This study aimed to address these gaps by estimating the associations between AQ and COVID-19 CRPs, using data from the Sentinel-5 Precursor (Sentinel-5P) satellite across 1851 cities within 149 countries. This dataset allowed a comprehensive analytical approach to estimate the impact of COVID-19 CRPs on AQ. First, we examine the city-specific association between AQ and COVID-19 CRPs scores as a continuous covariate, which measured the stringency of the CRPs in each country on a scale ranging from 0 to 100. Then, we categorize CRPs into mild, moderate, and stringent policies and estimate the city-specific AQ changes associated with different CRP categories after adjusting for the nonlinear influences of time trends and meteorological factors. Finally, we conduct a meta-analysis to obtain global, regional, and national estimates. Effect modification by population and baseline NO2 concentrations is also explored.
2. Materials and Methods
2.1. National Daily COVID-19 CRPs Data
We obtained national time-series COVID-19 CRPs implementation data from January 01, 2019, to July 31, 2020, from Oxford’s COVID-19 Government Response Tracker (OxCGRT).1,16 The OxCGRT is a database that systematically collected and tracked 19 policy indicators and actions, such as health-, economic-, and closure-related policies, adopted by >180 countries around the world to respond to the COVID-19 pandemic since January 01, 2020.17−20 Daily “containment and closure policies” were selected for the study, which consisted of the following eight types of policies and their implementation: school closures, workplace closures, public event cancellations, gathering restrictions, public transportation closures, stay-at-home requirements, internal movement restrictions, and international travel control.
Due to the spatial and temporal heterogeneity of COVID-19 CRPs implementation, we considered the policy implementation situation in each country and on each day as an individual observation in this analysis and clustered the country-days with similar policy implementations together. In brief, following the instructions of OxCGRT, we calculated the response score (0–100) for each country-day through additive unweighted indices and using the K-means algorithm with gap statistics clustered them into three categories (Table 1 and see Supplementary Text 1 for more details).

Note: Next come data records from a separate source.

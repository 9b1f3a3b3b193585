//! HTTP delivery of the final report to the downstream collector.

use async_trait::async_trait;
use reqwest::Client;
use std::time::Duration;

use crate::domain::session::ScamReport;
use crate::ports::{ReportError, ReportSink};

/// POSTs the report payload to a configured collector endpoint.
///
/// One call is one attempt with a short timeout; any 2xx response counts as
/// delivered. Retries live in the dispatcher.
pub struct HttpReportSink {
    endpoint: String,
    client: Client,
    timeout: Duration,
}

impl HttpReportSink {
    /// Creates a sink for the given collector endpoint.
    pub fn new(endpoint: impl Into<String>, timeout: Duration) -> Result<Self, ReportError> {
        let client = Client::builder()
            .timeout(timeout)
            .build()
            .map_err(|e| ReportError::network(e.to_string()))?;
        Ok(Self {
            endpoint: endpoint.into(),
            client,
            timeout,
        })
    }

    /// The configured collector endpoint.
    pub fn endpoint(&self) -> &str {
        &self.endpoint
    }
}

#[async_trait]
impl ReportSink for HttpReportSink {
    async fn deliver(&self, report: &ScamReport) -> Result<(), ReportError> {
        let response = self
            .client
            .post(&self.endpoint)
            .json(report)
            .send()
            .await
            .map_err(|e| {
                if e.is_timeout() {
                    ReportError::Timeout {
                        timeout_secs: self.timeout.as_secs(),
                    }
                } else {
                    ReportError::network(e.to_string())
                }
            })?;

        let status = response.status();
        if status.is_success() {
            Ok(())
        } else {
            Err(ReportError::Rejected {
                status: status.as_u16(),
            })
        }
    }
}

impl std::fmt::Debug for HttpReportSink {
    fn fmt(&self, f: &mut std::fmt::Formatter<'_>) -> std::fmt::Result {
        f.debug_struct("HttpReportSink")
            .field("endpoint", &self.endpoint)
            .field("timeout", &self.timeout)
            .finish_non_exhaustive()
    }
}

Table 1. Description of COVID-19 Containment Response Policies (CRPs) Categories.
CRP | related policies |
---|---|
no intervention | |
mild CRPs | recommend closing school |
recommend work from home | |
recommend canceling public events for certain areas | |
restriction on very large gatherings (>1000) in certain areas | |
recommend not to travel between regions/cities | |
quarantine arrivals from some or all regions and screening arrivals | |
moderate CRPs | require closing of certain levels of school |
require closing for some sectors | |
require canceling public events for most areas | |
gathering limit to 1000 or less | |
recommend self-protection when using public transport | |
recommend not leaving home | |
recommend not travel to certain cities/regions | |
ban arrivals from some regions, quarantine arrivals from all regions, and screening arrivals | |
stringent CRPs | require all school closure |
require closing for all-but-essential workplace | |
require canceling all public events | |
gathering limit to 10 people or less | |
recommend closing public transportation in certain areas | |
require not leaving the house with exceptions for daily exercise, grocery shopping, and “essential” trips | |
recommend not travel between cities/regions, and internal movement restrictions in place | |
ban on all regions or total border closure |
2.2. Daily Ambient NO2 Data
We retrieved tropospheric NO2 concentration from the TROPOspheric Monitoring Instrument (TROPOMI) installed on the Sentinel-5P satellite. Following Ozone Monitoring Instrument (OMI) and Global Ozone Monitoring Experiment-2 (GEOM-2) instruments, TROPOMI measures the tropospheric NO2 from the ultraviolet–visible backscatter satellite instruments, which is a well-established and matured approach developed over the past two decades.21 The TROPOMI NO2 processor adapted the progress in advanced Dutch OMI NO2 product of the Royal Netherlands Meteorological Institute for OMI (DOMINO) chemistry modeling-retrieval-assimilation approach, differential optical absorption spectroscopy (DOAS) optimizations, and air-mass factor lookup table to provide the tropospheric NO2 data daily. We used version 1.04.00 TROPOMI level 3 Near Real-Time NO2 data products and aggregated their resolution to 10 km × 10 km in Google Earth Engine. We only included urban agglomerations (cities) with a population larger than 300 000 people as defined by the United Nation’s World Urbanization Prospects (WUP2018-F22), resulting in 1851 cities across 149 countries.22,23
2.3. Daily Meteorological Conditions Data
Daily meteorological covariates, including temperature, humidity, wind speed, and surface pressure, were collected from the Climate Forecast System, National Oceanic and Atmospheric Administration, at a spatial resolution of 10 km × 10 km.25
2.4. Statistical Analysis
Log-transformed NO2 was used to have a better model fitting and a normal distribution of residuals.24 We applied a location-specific multiple regression model to each city, including data from January 1st, 2019, to July 31st, 2020, to quantify the impact of different CRPs on daily air quality.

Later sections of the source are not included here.